It is really difficult at present for organisations like my own and for all the organisations working on responding to the housing and homelessness crisis. We are working in the eye of the storm. We have increasing numbers turning to us every single day. There is a huge amount of pressure. We are working really hard to deliver housing solutions, to identify ways to ensure that there is more emergency capacity and to try to support people. We are also trying to ensure that we are looking at the bigger picture by supporting people out of homelessness into secure housing, training, education and employment. It is important to note that because it is a massive challenge at this point in time with the numbers we are talking about. It is critical to mention how important secure and stable housing is to ensuring people can access education, training and employment. It is very clear that unless someone has a place to call home, he or she does not have stability, security or certainty. There are a lot of people who are stuck in the private rental sector or who are staying with friends or relatives. They are dealing with such uncertainty that they could not even think of taking on an education or training programme until they have much more stability in their lives. One of the key focuses has to be on ensuring that people have access to affordable and secure housing.

Mr. Patrick Nevin:

I want to respond to Senator Ruane, as well as to the point that 1963 is a long time ago. It may be, but Travellers are living with the consequences of that document. It was the blueprint for what was to follow, namely, 50 years of assimilation and absorption, 50 years of denial of one's identity, denial of who we were as a people. Travellers were informed at a State level, an institutional level, a local level and a community level, that they were failed settled people. All the statistics relating to Travellers show this in terms of health, mental health, suicide and education. Some 92% of Traveller women have left second-level education, primarily before gaining a leaving certificate. The figure for Traveller men is 95%. That is clear indication of the consequences of people being denied their entire way of life and who they are. While 1963 may be a long time ago, I use that particular date because that is the date when the State officially set about its course of absorption and assimilation of Travellers.

On ethnicity, 1 March 2017 was a wonderful, fantastic day, with the then Taoiseach, Deputy Enda Kenny, standing up in the Dáil and acknowledging Traveller ethnicity. However, it has to go further. We have to discuss the issue of reparations to repair the damage suffered by Travellers at an individual level and a community level. Senator Kelleher asked me for some recommendations. I have a few. Most of them are quite basic. We need a culturally appropriate primary school programme and the reinstatement of resource teachers for Travellers. In 2011, the entire Traveller education budget was cut. If there is one thing I am really keen on, it is something aimed at Traveller men, something that supports them to take pride in who they are and their culture.
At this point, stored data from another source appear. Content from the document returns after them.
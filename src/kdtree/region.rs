//! Query regions for range searches.

use geo_traits::{CoordTrait, RectTrait};

use crate::r#type::IndexableNum;

/// A region of space that can be used to query a KDTree.
///
/// The range search prunes subtrees one axis at a time using [`min_coord`][Region::min_coord] and
/// [`max_coord`][Region::max_coord], so the region must be convex and monotonic along every axis:
/// any point inside it must lie within `[min_coord(axis), max_coord(axis)]` on each axis.
/// Whether a point is actually reported is decided by
/// [`is_fully_inside`][Region::is_fully_inside] alone.
pub trait Region<N: IndexableNum> {
    /// The smallest coordinate of the region along `axis`.
    fn min_coord(&self, axis: usize) -> N;

    /// The largest coordinate of the region along `axis`.
    fn max_coord(&self, axis: usize) -> N;

    /// Returns `true` if `point` lies inside the region, boundary included.
    fn is_fully_inside(&self, point: &[N]) -> bool;
}

/// An axis-aligned k-dimensional box, boundaries included.
#[derive(Debug, Clone, PartialEq)]
pub struct BoundingBox<N: IndexableNum> {
    min: Vec<N>,
    max: Vec<N>,
}

impl<N: IndexableNum> BoundingBox<N> {
    /// Create a box spanning `min..=max` on every axis.
    ///
    /// Axes past the end of either corner are treated as unbounded.
    pub fn new(min: impl Into<Vec<N>>, max: impl Into<Vec<N>>) -> Self {
        Self {
            min: min.into(),
            max: max.into(),
        }
    }

    /// The lower corner of the box.
    pub fn min(&self) -> &[N] {
        &self.min
    }

    /// The upper corner of the box.
    pub fn max(&self) -> &[N] {
        &self.max
    }
}

impl<N: IndexableNum> Region<N> for BoundingBox<N> {
    fn min_coord(&self, axis: usize) -> N {
        self.min.get(axis).copied().unwrap_or_else(N::min_value)
    }

    fn max_coord(&self, axis: usize) -> N {
        self.max.get(axis).copied().unwrap_or_else(N::max_value)
    }

    fn is_fully_inside(&self, point: &[N]) -> bool {
        point.iter().enumerate().all(|(axis, &c)| {
            c >= self.min_coord(axis) && c <= self.max_coord(axis)
        })
    }
}

/// Adapter that lets any [`RectTrait`] implementation be used as a [`Region`].
///
/// A rectangle only describes the axes covered by its dimension (x and y, plus z and m when
/// present). Any further axis of the tree is left unbounded.
#[derive(Debug, Clone, Copy)]
pub struct RectRegion<'a, R>(pub &'a R);

impl<N: IndexableNum, R: RectTrait<T = N>> Region<N> for RectRegion<'_, R> {
    fn min_coord(&self, axis: usize) -> N {
        nth_or(&self.0.min(), axis, N::min_value())
    }

    fn max_coord(&self, axis: usize) -> N {
        nth_or(&self.0.max(), axis, N::max_value())
    }

    fn is_fully_inside(&self, point: &[N]) -> bool {
        let min = self.0.min();
        let max = self.0.max();
        point.iter().enumerate().all(|(axis, &c)| {
            c >= nth_or(&min, axis, N::min_value()) && c <= nth_or(&max, axis, N::max_value())
        })
    }
}

#[inline]
fn nth_or<C: CoordTrait>(coord: &C, axis: usize, default: C::T) -> C::T {
    if axis < coord.dim().size() {
        coord.nth_or_panic(axis)
    } else {
        default
    }
}
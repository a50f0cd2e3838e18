//! QuickIndex (qix) - client for a running file-indexing service.
//!
//! This library talks to an external indexing process over its window-message
//! endpoint. It never builds an index itself: it locates the service, encodes
//! queries into the binary wire format, waits for the correlated reply and
//! decodes it into typed results.

pub mod config;
pub mod ipc;
pub mod logging;

use std::time::Duration;

use thiserror::Error;

/// qix error types covering all failure modes.
#[derive(Error, Debug)]
pub enum QixError {
    /// No process currently registers the endpoint identifier
    #[error("Indexing service unavailable: no endpoint registered as '{0}'. Is the service running?")]
    ServiceUnavailable(String),

    /// The endpoint resolved earlier no longer accepts messages
    #[error("Endpoint lost: {0}")]
    EndpointLost(String),

    /// No reply arrived before the deadline
    #[error("Timed out after {0:?} waiting for the indexing service")]
    Timeout(Duration),

    /// Reply carries the wrong protocol version or correlation token
    #[error("Protocol mismatch: {0}")]
    ProtocolMismatch(String),

    /// Reply failed structural validation
    #[error("Corrupt reply: {0}")]
    CorruptReply(String),

    /// Malformed request, rejected before reaching the wire
    #[error("Invalid argument: {0}")]
    InvalidArgument(String),

    /// Native message delivery failed for another reason
    #[error("Transport error: {0}")]
    Transport(String),

    /// Configuration file could not be read or parsed
    #[error("Configuration error: {0}")]
    Config(String),

    /// OS-level failure, such as a worker thread that cannot be spawned
    #[error("I/O error: {0}")]
    Io(#[from] std::io::Error),
}

impl QixError {
    /// Whether retrying the same call later can reasonably succeed.
    pub fn is_retryable(&self) -> bool {
        matches!(
            self,
            QixError::ServiceUnavailable(_) | QixError::EndpointLost(_) | QixError::Timeout(_)
        )
    }

    /// Whether the cached endpoint must be dropped and looked up again.
    pub fn requires_reresolve(&self) -> bool {
        matches!(
            self,
            QixError::ServiceUnavailable(_)
                | QixError::EndpointLost(_)
                | QixError::ProtocolMismatch(_)
        )
    }
}

/// Result type alias using QixError
pub type Result<T> = std::result::Result<T, QixError>;

#[cfg(test)]
mod tests {
    use super::*;

    #[test]
    fn test_retryable_classification() {
        assert!(QixError::Timeout(Duration::from_secs(1)).is_retryable());
        assert!(QixError::ServiceUnavailable("X".into()).is_retryable());
        assert!(!QixError::CorruptReply("bad".into()).is_retryable());
        assert!(!QixError::InvalidArgument("bad".into()).is_retryable());
    }

    #[test]
    fn test_reresolve_classification() {
        assert!(QixError::EndpointLost("gone".into()).requires_reresolve());
        assert!(QixError::ProtocolMismatch("v9".into()).requires_reresolve());
        assert!(!QixError::Timeout(Duration::from_millis(5)).requires_reresolve());
        assert!(!QixError::CorruptReply("short".into()).requires_reresolve());
    }

    #[test]
    fn test_io_error_converts() {
        fn spawn_failure() -> Result<()> {
            let spawned: std::io::Result<()> =
                Err(std::io::Error::new(std::io::ErrorKind::OutOfMemory, "no threads"));
            spawned?;
            Ok(())
        }
        let err = spawn_failure().unwrap_err();
        assert!(matches!(err, QixError::Io(_)));
        assert!(!err.is_retryable());
        assert!(!err.requires_reresolve());
    }
}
It has to be specific training projects for young Traveller men. Traveller organisations should be resourced to develop a national network committed to supporting Traveller men in engaging in culturally appropriate education initiatives. The State must acknowledge its part, and the institutions' roles, in the denigration of a people and their way of life. I do not want to harp on about this too much but it is key. My father, who passed away quite recently, said to me that, prior to 1973, the majority of Travellers did not depend on social welfare. They were independent, self-reliant and self-resourced. Albeit hard and arduous, they were a self-sufficient people. Within a space of ten years, from 1963 onwards, we became the very parasites that in some cases we have had politicians accusing us of being. The State must acknowledge its role in that. We must address it and reparations must be a key element of that.

Ms Valerie Maher:

I want to comment on something Senator Ruane said around cultural capital. I want to reiterate and reflect what she said, that we also see where a person is able to improve his or her education advantage because of having cultural or social capital. We see that a lot around a lone parent who may or may not have family supports, whether financial, emotional or psychological. Where such supports from the people around them are absent, lone parents are much less likely to engage in education or, indeed, may begin their educational journey and then end up dropping out of their course.

Senator Kelleher asked about the poverty traps, specifically around the working family payment and access to the back to education allowance. We included that as one of our recommendations because the Indecon report, which reviewed the impact of the one parent family payment reforms, indicated a number of alarming statistics. Of course, there was an increase in employment and a decrease in welfare dependency but there was also an increase in poverty. Specifically, there was a statistic in the report showing that lone parents in full-time work since the reforms had come into place were experiencing deprivation and in-work poverty. We would like to see those parents having a clear and direct pathway into education if they wanted to improve their earning capacity. Many of them are in low-paid and precarious work and at present, for example, if they wanted to access the back to education allowance, the working family payment - formerly family income supplement - is not one of the qualifying payments for that support.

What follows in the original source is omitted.